The amendment to s.25B(1) appears to have been merely tidying up in the drafting of the Acts
Interpretation Act.
[8] There is no doubt that, in the absence of a contrary intention expressed in the FW Act,
s.25B(1)(b) as it stood at 25 June 2009 would be applicable to a notice of employee
representational rights issued pursuant to s.173 of the FW Act because it is stated to apply to
“any other instrument”. The effect of s.25B(1)(b), if applicable, would be to require the
Notice to be construed as if the references to “Fair Work Australia” were in fact references to
the “Fair Work Commission”. The critical question therefore is whether anything in the FW
Act expresses a contrary intention such as to make s.25B(1)(b) not applicable to the Notice.

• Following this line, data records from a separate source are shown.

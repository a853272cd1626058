// Copyright (c) 2026 ALAS Technology. MIT License.
// See LICENSE for details.

//! # Catch-up Sync
//!
//! Per-peer state machine for the status / get-blocks exchange that brings a
//! lagging node up to its peers' height.
//!
//! ```text
//! Node                               Peer
//! ────                               ────
//!   │  GetStatus                      │   (on connect, or on a block
//!   │──────────────────────────────>  │    from too far ahead)
//!   │  Status { height }              │
//!   │<──────────────────────────────  │
//!   │  GetBlocks          (if ahead)  │
//!   │──────────────────────────────>  │
//!   │  SyncBlocks [1..=height]        │
//!   │<──────────────────────────────  │
//! ```
//!
//! ## Design
//!
//! - The table is owned by the server dispatcher and never shared. It only
//!   decides what to send next; the dispatcher does the sending.
//! - A `Status` is evaluated in any state. Peers answer `GetStatus` whenever
//!   it is asked, and a fresh height is always worth comparing.
//! - `SyncBlocks` is only applied when this node asked for it. Unsolicited
//!   batches are dropped, since they bypass block validation.
//! - Synced blocks go through [`Ledger::append_without_validation`]. Heights
//!   already held are skipped and the batch stops at the first gap.
//! - An entry lives from the peer's connect event to its disconnect event.

use std::collections::HashMap;

use tracing::{debug, info};

use super::transport::NetAddr;
use crate::storage::block::Block;
use crate::storage::chain::{Ledger, LedgerError};

/// Where a peer is in the catch-up exchange.
#[derive(Debug, Clone, Copy, PartialEq, Eq)]
pub enum SyncState {
    New,
    AwaitStatus,
    AwaitBlocks,
    Steady,
}

/// What the dispatcher should send in response to a sync event.
#[derive(Debug, Clone, Copy, PartialEq, Eq)]
pub enum SyncAction {
    SendGetStatus,
    SendGetBlocks,
    ApplyBlocks,
    Nothing,
}

/// Result of applying one `SyncBlocks` batch.
#[derive(Debug, Default, Clone, Copy, PartialEq, Eq)]
pub struct SyncOutcome {
    pub applied: usize,
    pub skipped: usize,
    /// True when the batch stopped early at a height gap.
    pub gap: bool,
}

#[derive(Debug, Default)]
pub struct SyncTable {
    peers: HashMap<NetAddr, SyncState>,
}

impl SyncTable {
    pub fn new() -> Self {
        Self::default()
    }

    pub fn state(&self, peer: &NetAddr) -> SyncState {
        self.peers.get(peer).copied().unwrap_or(SyncState::New)
    }

    pub fn len(&self) -> usize {
        self.peers.len()
    }

    pub fn is_empty(&self) -> bool {
        self.peers.is_empty()
    }

    /// A connection to `peer` was established.
    pub fn on_connect(&mut self, peer: &NetAddr) -> SyncAction {
        self.request_status(peer)
    }

    /// Re-runs the exchange with `peer`, e.g. after it sent a block from
    /// beyond our tip.
    pub fn request_status(&mut self, peer: &NetAddr) -> SyncAction {
        self.peers.insert(peer.clone(), SyncState::AwaitStatus);
        SyncAction::SendGetStatus
    }

    /// `peer` reported `remote_height`.
    pub fn on_status(&mut self, peer: &NetAddr, remote_height: u32, local_height: u32) -> SyncAction {
        if remote_height <= local_height {
            debug!(%peer, remote_height, local_height, "peer not ahead");
            self.peers.insert(peer.clone(), SyncState::Steady);
            return SyncAction::Nothing;
        }
        info!(%peer, remote_height, local_height, "peer is ahead, requesting blocks");
        self.peers.insert(peer.clone(), SyncState::AwaitBlocks);
        SyncAction::SendGetBlocks
    }

    /// `peer` delivered a `SyncBlocks` batch. Returns [`SyncAction::ApplyBlocks`]
    /// only when the batch was requested.
    pub fn on_sync_blocks(&mut self, peer: &NetAddr) -> SyncAction {
        if self.state(peer) != SyncState::AwaitBlocks {
            debug!(%peer, state = ?self.state(peer), "unsolicited sync blocks");
            return SyncAction::Nothing;
        }
        self.peers.insert(peer.clone(), SyncState::Steady);
        SyncAction::ApplyBlocks
    }

    /// Forgets a disconnected peer.
    pub fn remove(&mut self, peer: &NetAddr) {
        self.peers.remove(peer);
    }
}

/// Appends every block of `blocks` that extends the ledger, in order.
pub fn apply_sync_blocks(ledger: &mut Ledger, blocks: &[Block]) -> Result<SyncOutcome, LedgerError> {
    let mut outcome = SyncOutcome::default();
    for block in blocks {
        let next = ledger.height() + 1;
        if block.height() < next {
            outcome.skipped += 1;
            continue;
        }
        if block.height() > next {
            debug!(got = block.height(), expected = next, "gap in sync batch");
            outcome.gap = true;
            break;
        }
        ledger.append_without_validation(block)?;
        outcome.applied += 1;
    }
    Ok(outcome)
}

[9] Although it is not expressly stated in the Decision, the Commissioner appears to have
concluded that s.174(1A), which was added to the FW Act as a result of the Amendment Act,
exhibited a contrary intention. Section 174(1A) provides:
(1A) The notice must:
(a) contain the content prescribed by the regulations; and
(b) not contain any other content; and
(c) be in the form prescribed by the regulations.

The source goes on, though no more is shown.